How to Fight Greenwashing: The Value of Third-Party Certification in Green Building
By Elise Hunter
I recently came across a line of roofing tiles advertised as “lower carbon footprint.” This nebulous claim begged a string of questions. Lower than what? How much lower? What scopes of emissions are included in the carbon footprint? Was it verified by a third party? Of course, none of this information was provided, because the statement was a classic example of greenwashing: a claim so vague that it cannot be proven or disproven.
Greenwashing is rampant. Overzealous marketers know that sustainability is gaining importance in the minds of consumers and corporate buyers, and they sometimes make claims that are vague, misleading, unquantifiable, or even completely immaterial to the product or industry. Bogus or unsubstantiated statements like “all-natural,” “eco-friendly,” and even “sustainable” are all too easy to find on everyday products, from cleaners to shampoos to paints.
The green building industry is a hotbed for greenwashing, reflecting the fact that green building is defined by a dizzying array of attributes. These attributes range from the material ingredients and relative toxicity of products, to the environmental impact of material extraction, to the actual performance of the building itself in its energy, water and resource usage.

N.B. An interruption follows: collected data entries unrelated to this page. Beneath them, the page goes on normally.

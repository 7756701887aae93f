//! Meta-transaction building for approvals and swaps.
//!
//! - Approval: zero or one ERC20 `approve` call, depending on the token and
//!   the current allowance
//! - Swap: exactly one executable call from the swap aggregator
//! - Quote: indicative output only, never reused for execution

pub mod swap_api;

use std::sync::Arc;

use alloy_sol_types::{sol, SolCall};
use safeswap_types::{Address, MetaTransaction, Result, SwapError, Token, U256};
use serde::Serialize;
use tracing::{debug, info};

pub use swap_api::{SwapApi, SwapApiClient};

sol! {
    function approve(address spender, uint256 amount) external returns (bool success);
}

/// How much the aggregator may spend.
///
/// A zero amount means "approve unlimited"; callers opt into that
/// explicitly through `from_amount` instead of it happening silently.
#[derive(Debug, Clone, Copy, PartialEq, Eq, Serialize)]
pub enum ApprovalAmount {
    Exact(U256),
    Unlimited,
}

impl ApprovalAmount {
    pub fn from_amount(amount: U256) -> Self {
        if amount.is_zero() {
            ApprovalAmount::Unlimited
        } else {
            ApprovalAmount::Exact(amount)
        }
    }

    pub fn is_covered_by(&self, allowance: U256) -> bool {
        match self {
            ApprovalAmount::Exact(amount) => allowance >= *amount,
            ApprovalAmount::Unlimited => allowance == U256::MAX,
        }
    }
}

/// Parameters of an executable swap.
#[derive(Debug, Clone, PartialEq, Eq)]
pub struct SwapParams {
    pub src: Token,
    pub dst: Token,
    pub amount: U256,
    pub from: Address,
    pub slippage_bps: u32,
}

/// Turns approve/swap intents into meta-transactions.
pub struct MetaTxBuilder {
    api: Arc<dyn SwapApi>,
}

impl MetaTxBuilder {
    pub fn new(api: Arc<dyn SwapApi>) -> Self {
        Self { api }
    }

    /// Build the approval needed before swapping `amount` of `token`.
    ///
    /// Returns no transactions for the native asset or when the existing
    /// allowance already covers the amount; otherwise exactly one call to
    /// the token contract's `approve`.
    pub async fn build_approval(
        &self,
        token: &Token,
        amount: ApprovalAmount,
        owner: Address,
    ) -> Result<Vec<MetaTransaction>> {
        if token.is_native() {
            debug!(token = token.symbol, "native asset needs no approval");
            return Ok(Vec::new());
        }

        let allowance = self.api.allowance(token.address, owner).await?;
        if amount.is_covered_by(allowance) {
            debug!(token = token.symbol, %allowance, "existing allowance covers amount");
            return Ok(Vec::new());
        }

        let tx = self.api.approve_transaction(token.address, amount).await?;
        if tx.to != token.address {
            return Err(SwapError::Quote(format!(
                "approval targets {} instead of token {}",
                tx.to, token.address
            )));
        }
        if !tx.data.starts_with(&approveCall::SELECTOR) {
            return Err(SwapError::Quote("approval payload is not an approve call".into()));
        }

        info!(token = token.symbol, ?amount, %allowance, "approval required");
        Ok(vec![tx])
    }

    /// Fetch a fresh executable swap; any earlier quote is ignored.
    pub async fn build_swap(&self, params: &SwapParams) -> Result<MetaTransaction> {
        if params.amount.is_zero() {
            return Err(SwapError::InvalidAmount("swap amount must be positive".into()));
        }
        if params.src.address == params.dst.address {
            return Err(SwapError::Quote(format!("cannot swap {} for itself", params.src.symbol)));
        }
        let tx = self.api.swap_transaction(params).await?;
        if tx.to == Address::ZERO {
            return Err(SwapError::Quote("swap payload has no target".into()));
        }
        Ok(tx)
    }

    /// Indicative output amount for live feedback.
    pub async fn quote(&self, src: &Token, dst: &Token, amount: U256) -> Result<U256> {
        self.api.quote(src.address, dst.address, amount).await
    }
}

#[cfg(test)]
mod tests {
    use super::*;
    use safeswap_types::tokens::{USDC, WETH, XDAI};
    use std::sync::atomic::{AtomicUsize, Ordering};
    use std::sync::Mutex;

    const ROUTER: Address = Address::repeat_byte(0x77);

    struct FakeApi {
        allowance: U256,
        approve_target: Option<Address>,
        calls: AtomicUsize,
        approvals: Mutex<Vec<ApprovalAmount>>,
    }

    impl FakeApi {
        fn with_allowance(allowance: U256) -> Self {
            Self {
                allowance,
                approve_target: None,
                calls: AtomicUsize::new(0),
                approvals: Mutex::new(Vec::new()),
            }
        }
    }

    #[async_trait::async_trait]
    impl SwapApi for FakeApi {
        async fn quote(&self, _src: Address, _dst: Address, amount: U256) -> Result<U256> {
            self.calls.fetch_add(1, Ordering::SeqCst);
            Ok(amount * U256::from(2u64))
        }

        async fn swap_transaction(&self, params: &SwapParams) -> Result<MetaTransaction> {
            self.calls.fetch_add(1, Ordering::SeqCst);
            if params.dst == USDC {
                return Err(SwapError::Quote("no route".into()));
            }
            Ok(MetaTransaction::new(ROUTER, vec![0x12, 0xaa], U256::ZERO))
        }

        async fn approve_transaction(&self, token: Address, amount: ApprovalAmount) -> Result<MetaTransaction> {
            self.calls.fetch_add(1, Ordering::SeqCst);
            self.approvals.lock().unwrap().push(amount);
            let data = approveCall { spender: ROUTER, amount: U256::MAX }.abi_encode();
            Ok(MetaTransaction::new(self.approve_target.unwrap_or(token), data, U256::ZERO))
        }

        async fn allowance(&self, _token: Address, _owner: Address) -> Result<U256> {
            self.calls.fetch_add(1, Ordering::SeqCst);
            Ok(self.allowance)
        }
    }

    #[tokio::test]
    async fn test_native_asset_never_needs_approval() {
        let api = Arc::new(FakeApi::with_allowance(U256::ZERO));
        let builder = MetaTxBuilder::new(api.clone());

        for amount in [ApprovalAmount::Unlimited, ApprovalAmount::Exact(U256::from(10u64))] {
            let txs = builder.build_approval(&XDAI, amount, Address::ZERO).await.unwrap();
            assert!(txs.is_empty());
        }
        assert_eq!(api.calls.load(Ordering::SeqCst), 0);
    }

    #[tokio::test]
    async fn test_sufficient_allowance_skips_approval() {
        let api = Arc::new(FakeApi::with_allowance(U256::from(100u64)));
        let builder = MetaTxBuilder::new(api.clone());

        let txs = builder
            .build_approval(&WETH, ApprovalAmount::Exact(U256::from(100u64)), Address::ZERO)
            .await
            .unwrap();
        assert!(txs.is_empty());
        assert!(api.approvals.lock().unwrap().is_empty());
    }

    #[tokio::test]
    async fn test_insufficient_allowance_builds_one_approve() {
        let api = Arc::new(FakeApi::with_allowance(U256::from(5u64)));
        let builder = MetaTxBuilder::new(api.clone());

        let txs = builder
            .build_approval(&WETH, ApprovalAmount::Exact(U256::from(10u64)), Address::ZERO)
            .await
            .unwrap();
        assert_eq!(txs.len(), 1);
        assert_eq!(txs[0].to, WETH.address);
        assert!(txs[0].data.starts_with(&approveCall::SELECTOR));
    }

    #[tokio::test]
    async fn test_zero_amount_requests_unlimited_approval() {
        let api = Arc::new(FakeApi::with_allowance(U256::from(1_000_000u64)));
        let builder = MetaTxBuilder::new(api.clone());

        let amount = ApprovalAmount::from_amount(U256::ZERO);
        assert_eq!(amount, ApprovalAmount::Unlimited);
        let txs = builder.build_approval(&WETH, amount, Address::ZERO).await.unwrap();
        assert_eq!(txs.len(), 1);
        assert_eq!(*api.approvals.lock().unwrap(), vec![ApprovalAmount::Unlimited]);
    }

    #[tokio::test]
    async fn test_approval_for_wrong_contract_is_rejected() {
        let mut api = FakeApi::with_allowance(U256::ZERO);
        api.approve_target = Some(Address::repeat_byte(0x99));
        let builder = MetaTxBuilder::new(Arc::new(api));

        let err = builder
            .build_approval(&WETH, ApprovalAmount::Exact(U256::from(1u64)), Address::ZERO)
            .await
            .unwrap_err();
        assert!(matches!(err, SwapError::Quote(_)));
    }

    #[tokio::test]
    async fn test_build_swap_surfaces_quote_error() {
        let builder = MetaTxBuilder::new(Arc::new(FakeApi::with_allowance(U256::ZERO)));
        let params = SwapParams {
            src: WETH,
            dst: USDC,
            amount: U256::from(1u64),
            from: Address::ZERO,
            slippage_bps: 100,
        };
        assert!(matches!(builder.build_swap(&params).await, Err(SwapError::Quote(_))));

        let ok = SwapParams { dst: XDAI, ..params.clone() };
        assert_eq!(builder.build_swap(&ok).await.unwrap().to, ROUTER);

        let zero = SwapParams { amount: U256::ZERO, ..ok };
        assert!(matches!(builder.build_swap(&zero).await, Err(SwapError::InvalidAmount(_))));
    }
}
//! Signing identity supplied by the wallet/session provider.

use alloy_primitives::{Address, Bytes, U256};
use async_trait::async_trait;
use serde::{Deserialize, Serialize};

use crate::Result;

/// How the account executes a call.
#[derive(Debug, Clone, Copy, PartialEq, Eq, Serialize, Deserialize)]
#[repr(u8)]
pub enum CallOperation {
    Call = 0,
    DelegateCall = 1,
}

/// One call to be executed by the smart-contract account.
#[derive(Debug, Clone, PartialEq, Eq, Serialize, Deserialize)]
pub struct AccountCall {
    pub to: Address,
    pub value: U256,
    pub data: Bytes,
    pub operation: CallOperation,
}

/// Account-executable payload produced by the signer.
#[derive(Debug, Clone, PartialEq, Eq, Serialize, Deserialize)]
pub struct SignedCall {
    /// Contract the relay must call (the account itself, or its factory
    /// when the account is not deployed yet).
    pub target: Address,
    /// Encoded, signed call data for `target`.
    pub data: Bytes,
}

/// Signer for a smart-contract account owner.
///
/// The wallet cryptography lives behind this trait; the orchestrator only
/// hands it a call and forwards the resulting payload to the relay.
#[async_trait]
pub trait AccountSigner: Send + Sync {
    /// Address of the externally owned key controlling the account.
    fn owner(&self) -> Address;

    /// Sign `call` for execution by `account` on `chain_id`.
    async fn sign_account_call(
        &self,
        account: Address,
        chain_id: u64,
        call: &AccountCall,
    ) -> Result<SignedCall>;
}
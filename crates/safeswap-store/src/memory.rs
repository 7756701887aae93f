//! In-memory storage adapter for testing.

use async_trait::async_trait;
use std::collections::HashMap;
use std::sync::Mutex;

use crate::{StoredRun, TaskStore};
use safeswap_types::{RelayTask, Result, SwapError};

/// In-memory storage adapter (for testing and ephemeral use).
pub struct MemoryStore {
    tasks: Mutex<HashMap<String, RelayTask>>,
    runs: Mutex<Vec<StoredRun>>,
}

impl MemoryStore {
    pub fn new() -> Self {
        Self {
            tasks: Mutex::new(HashMap::new()),
            runs: Mutex::new(Vec::new()),
        }
    }
}

impl Default for MemoryStore {
    fn default() -> Self {
        Self::new()
    }
}

fn poisoned<T>(_: T) -> SwapError {
    SwapError::Other("memory store lock poisoned".into())
}

#[async_trait]
impl TaskStore for MemoryStore {
    async fn upsert_task(&self, task: &RelayTask) -> Result<()> {
        let mut tasks = self.tasks.lock().map_err(poisoned)?;
        tasks.insert(task.id.clone(), task.clone());
        Ok(())
    }

    async fn get_task(&self, id: &str) -> Result<Option<RelayTask>> {
        let tasks = self.tasks.lock().map_err(poisoned)?;
        Ok(tasks.get(id).cloned())
    }

    async fn record_run(&self, run: &StoredRun) -> Result<()> {
        let mut runs = self.runs.lock().map_err(poisoned)?;
        if let Some(existing) = runs.iter_mut().find(|r| r.id == run.id) {
            *existing = run.clone();
        } else {
            runs.push(run.clone());
        }
        Ok(())
    }

    async fn list_runs(&self, chain_id: Option<u64>) -> Result<Vec<StoredRun>> {
        let runs = self.runs.lock().map_err(poisoned)?;
        let filtered = runs
            .iter()
            .filter(|r| chain_id.map_or(true, |cid| r.chain_id == cid))
            .cloned()
            .collect();
        Ok(filtered)
    }
}
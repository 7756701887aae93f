//! HTTP client for the relay service.
//!
//! Endpoints:
//! - POST /relays/v2/sponsored-call
//! - POST /relays/v2/call-with-sync-fee
//! - GET /tasks/status/<task_id>

use std::time::Duration;

use async_trait::async_trait;
use safeswap_types::{bytes_to_hex, Address, Result, SwapError, TaskState, TxHash};
use serde::{Deserialize, Serialize};

use crate::{RelayFee, RelayRequest, RelayService, TaskStatus};

#[derive(Debug, Serialize)]
#[serde(rename_all = "camelCase")]
struct SponsoredCallBody<'a> {
    chain_id: u64,
    target: Address,
    data: String,
    sponsor_api_key: &'a str,
}

#[derive(Debug, Serialize)]
#[serde(rename_all = "camelCase")]
struct SyncFeeCallBody {
    chain_id: u64,
    target: Address,
    data: String,
    fee_token: Address,
    is_relay_context: bool,
}

/// Relay response after submission.
#[derive(Debug, Clone, Deserialize)]
#[serde(rename_all = "camelCase")]
struct SubmitResponse {
    task_id: String,
}

#[derive(Debug, Clone, Deserialize)]
#[serde(rename_all = "camelCase")]
struct TaskBody {
    task_state: String,
    transaction_hash: Option<String>,
}

#[derive(Debug, Clone, Deserialize)]
struct StatusResponse {
    task: TaskBody,
}

impl TaskBody {
    fn into_status(self) -> Result<TaskStatus> {
        let transaction_hash = match self.transaction_hash.as_deref() {
            None | Some("") => None,
            Some(hash) => Some(hash.parse::<TxHash>().map_err(|e| {
                SwapError::InvalidResponse(format!("invalid transaction hash {:?}: {}", hash, e))
            })?),
        };
        Ok(TaskStatus {
            state: TaskState::from_wire(&self.task_state),
            transaction_hash,
        })
    }
}

/// Relay client for submitting transactions.
pub struct RelayHttpClient {
    base_url: String,
    client: reqwest::Client,
    timeout: Duration,
}

impl RelayHttpClient {
    pub fn new(base_url: &str, timeout_ms: Option<u64>) -> Self {
        let timeout_ms = timeout_ms.unwrap_or(30_000);
        Self {
            base_url: base_url.trim_end_matches('/').to_string(),
            client: reqwest::Client::builder()
                .timeout(Duration::from_millis(timeout_ms))
                .build()
                .unwrap_or_default(),
            timeout: Duration::from_millis(timeout_ms),
        }
    }

    /// Link to the public status page of a task.
    pub fn task_url(&self, task_id: &str) -> String {
        format!("{}/tasks/status/{}", self.base_url, task_id)
    }
}

#[async_trait]
impl RelayService for RelayHttpClient {
    /// Submit a sponsored or self-funded call.
    ///
    /// POST /relays/v2/sponsored-call or /relays/v2/call-with-sync-fee
    async fn submit(&self, request: &RelayRequest) -> Result<String> {
        let data = bytes_to_hex(&request.data);
        let builder = match &request.fee {
            RelayFee::Sponsored { api_key } => self
                .client
                .post(format!("{}/relays/v2/sponsored-call", self.base_url))
                .json(&SponsoredCallBody {
                    chain_id: request.chain_id,
                    target: request.target,
                    data,
                    sponsor_api_key: api_key,
                }),
            RelayFee::SelfFunded { fee_token } => self
                .client
                .post(format!("{}/relays/v2/call-with-sync-fee", self.base_url))
                .json(&SyncFeeCallBody {
                    chain_id: request.chain_id,
                    target: request.target,
                    data,
                    fee_token: *fee_token,
                    is_relay_context: false,
                }),
        };

        let resp = builder
            .timeout(self.timeout)
            .send()
            .await
            .map_err(|e| SwapError::Relay(format!("relay request failed: {}", e)))?;

        if !resp.status().is_success() {
            let status = resp.status();
            let body = resp.text().await.unwrap_or_default();
            return Err(SwapError::SubmissionRejected(format!(
                "relay returned status {}: {}",
                status, body
            )));
        }

        let body: SubmitResponse = resp
            .json()
            .await
            .map_err(|e| SwapError::SubmissionRejected(format!("relay reply has no task id: {}", e)))?;

        if body.task_id.is_empty() {
            return Err(SwapError::SubmissionRejected("relay returned an empty task id".into()));
        }
        Ok(body.task_id)
    }

    /// Poll the status of a relay task.
    ///
    /// GET /tasks/status/<task_id>
    async fn task_status(&self, task_id: &str) -> Result<TaskStatus> {
        let resp = self
            .client
            .get(self.task_url(task_id))
            .timeout(self.timeout)
            .send()
            .await
            .map_err(|e| SwapError::Network(format!("relay status request failed: {}", e)))?;

        if !resp.status().is_success() {
            return Err(SwapError::Network(format!(
                "relay status returned {} for task {}",
                resp.status(),
                task_id
            )));
        }

        let body: StatusResponse = resp
            .json()
            .await
            .map_err(|e| SwapError::InvalidResponse(format!("failed to parse task status: {}", e)))?;

        body.task.into_status()
    }
}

To tamp down this greenwashing and spur environmental innovation, overarching green building standards such as LEED, Green Globes, and GreenPoint Rated have gained wide prominence. Their aim is to assess the “greenness” of buildings based on a comprehensive set of factors, as determined by third-party auditors. Underlying this building-level recognition are product- or material-specific certifications. Certified products or materials often bear a seal, or “ecolabel.” Architects, developers, designers, and manufacturers can look to these certification programs and ecolabels in order to meet criteria for green building standards.
One example is the internationally recognized Forest Stewardship Council (FSC), which maintains a standard and certification program for “responsibly-managed” forests, and their corresponding timber and wood products, for buyers who don’t want to support deforestation. The LEED standard gives credit for the use of FSC certified wood in framing, flooring and interior finishes. The FSC standard is periodically reviewed by itsknowledgeable member base to stay current with emerging forestry practices, new environmental issues and societal expectations.
In order to earn FSC certification, a forest management or wood products manufacturing company must be assessed by a third-party certification body (CB). My company, SCS Global Services, has been an active CB for FSC since FSC’s founding in 1993. The FSC standard is one of the most rigorous standards in the marketplace today; many others are less stringent. Despite the wide range in the quality and rigor of certification programs and ecolabels out there, at first glance it is often difficult to decipher the difference.
In order to be truly credible, green claims should be specific, measurable, relevant to the product, and confirmed by a third party CB. These principles are affirmed by the Federal Trade Commission’s 2012 Green Guides, which provides guidance for green marketing. The Guides now include a section on certifications and seals of approval, which encourages specificity of claims, and disclosure of the CB’s relationship to the company. While the Green Guides drive more credibility in claims, there are still gaping holes, such as a lack of guidance on use of the word “sustainable.” The FTC periodically imposes fines on some of the most flagrant greenwashers, but there is still much work to be done.
The verification of claims by a third-party CB can discourage exaggeration, white lies and other greenwashing pitfalls that occur when a company certifies its own products. CBs also tend to bring deep expertise on the standards to which they certify, while the product manufacturers may only have surface-level knowledge of the standards. To ensure their impartiality and confirm their competence and knowledge, the CBs themselves are regularly audited under an “accreditation” procedure governed by the owner of the standard. For example, SCS is annually audited by Accreditation Services International(ASI), the body that evaluates and determines a CB’s competence, or accreditation, to a host of standards such as FSC.
In an ideal situation, a green building would be chock-full of green elements and products, all of which have been verified by a third-party CB for specific and relevant claims, and the building itself would also be assessed by a third-party expert. In this sense, green building standards are “meta” standards. However, the world of sustainability claims, in the building industry and beyond, is still confusing and daunting. Resources such as The Ecolabel Index, The International Trade Centre Standards Map and SCS’ Green Products Guide are a good start. And of course, approaching any sustainability claim with a little research, common sense, and a healthy dose of skepticism can’t hurt.